[Provided data Boundary: Start]

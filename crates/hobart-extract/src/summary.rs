//! Insight summary produced by the extractor.

use crate::passes::PercentageStats;
use crate::vocabulary::CategoryGroup;
use indexmap::IndexMap;
use serde::{Deserialize, Serialize};

/// Currency amounts mentioned in the document, in millions.
#[derive(Debug, Clone, Default, PartialEq, Serialize, Deserialize)]
pub struct RevenueMentions {
    /// Amounts in document order.
    pub values: Vec<f64>,

    /// Largest amount, absent when there are no amounts.
    pub max: Option<f64>,

    /// Mean amount, absent when there are no amounts.
    pub average: Option<f64>,
}

impl RevenueMentions {
    /// Derive max and average from the amounts.
    pub fn from_values(values: Vec<f64>) -> Self {
        if values.is_empty() {
            return Self::default();
        }
        let max = values.iter().copied().fold(f64::NEG_INFINITY, f64::max);
        let average = values.iter().sum::<f64>() / values.len() as f64;
        Self {
            values,
            max: Some(max),
            average: Some(average),
        }
    }

    /// Number of amounts.
    pub const fn len(&self) -> usize {
        self.values.len()
    }

    /// Whether no amounts were found.
    pub const fn is_empty(&self) -> bool {
        self.values.is_empty()
    }
}

/// Structured summary of a single document.
///
/// Built once per document and not mutated afterwards. All category maps are
/// ordered by descending count.
#[derive(Debug, Clone, Default, PartialEq, Serialize, Deserialize)]
pub struct InsightSummary {
    /// Currency amounts normalized to millions.
    pub revenue_mentions: RevenueMentions,

    /// Top year mentions by count, ties to the later year.
    pub year_mentions: IndexMap<String, usize>,

    /// Business segment counts.
    pub business_segments: IndexMap<String, usize>,

    /// Technology term counts.
    pub technology_focus: IndexMap<String, usize>,

    /// Market and strategy theme counts.
    pub market_insights: IndexMap<String, usize>,

    /// Percentage value statistics.
    pub percentage_stats: PercentageStats,
}

impl InsightSummary {
    /// Counts for one category group.
    pub const fn category_counts(&self, group: CategoryGroup) -> &IndexMap<String, usize> {
        match group {
            CategoryGroup::BusinessSegment => &self.business_segments,
            CategoryGroup::Technology => &self.technology_focus,
            CategoryGroup::MarketTheme => &self.market_insights,
        }
    }

    /// Sum of all counts in a group.
    pub fn total_mentions(&self, group: CategoryGroup) -> usize {
        self.category_counts(group).values().sum()
    }

    /// Most mentioned category in a group, if it was mentioned at all.
    pub fn top_category(&self, group: CategoryGroup) -> Option<(&str, usize)> {
        self.category_counts(group)
            .first()
            .filter(|(_, count)| **count > 0)
            .map(|(label, count)| (label.as_str(), *count))
    }

    /// Most mentioned year.
    pub fn top_year(&self) -> Option<(&str, usize)> {
        self.year_mentions
            .first()
            .map(|(year, count)| (year.as_str(), *count))
    }
}

#[cfg(test)]
mod tests {
    use super::*;

    #[test]
    fn test_revenue_mentions_empty() {
        let mentions = RevenueMentions::from_values(vec![]);
        assert!(mentions.is_empty());
        assert_eq!(mentions.max, None);
        assert_eq!(mentions.average, None);
    }

    #[test]
    fn test_revenue_mentions_derived() {
        let mentions = RevenueMentions::from_values(vec![1500.0, 200.0, 100.0]);
        assert_eq!(mentions.len(), 3);
        assert_eq!(mentions.max, Some(1500.0));
        assert_eq!(mentions.average, Some(600.0));
        assert_eq!(mentions.values, vec![1500.0, 200.0, 100.0]);
    }

    #[test]
    fn test_top_category() {
        let mut summary = InsightSummary::default();
        summary.business_segments.insert("Data Center".into(), 12);
        summary.business_segments.insert("Gaming".to_string(), 4);
        summary.market_insights.insert("China".to_string(), 0);

        assert_eq!(
            summary.top_category(CategoryGroup::BusinessSegment),
            Some(("Data Center", 12))
        );
        assert_eq!(summary.total_mentions(CategoryGroup::BusinessSegment), 16);
        assert_eq!(summary.top_category(CategoryGroup::MarketTheme), None);
        assert_eq!(summary.top_category(CategoryGroup::Technology), None);
    }
}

[Provided data Boundary: End]

◆ **Problem**:
Show all lines above containing "iter".

◆ **Solution to this exercise**:
        let max = values.iter().copied().fold(f64::NEG_INFINITY, f64::max);
        let average = values.iter().sum::<f64>() / values.len() as f64;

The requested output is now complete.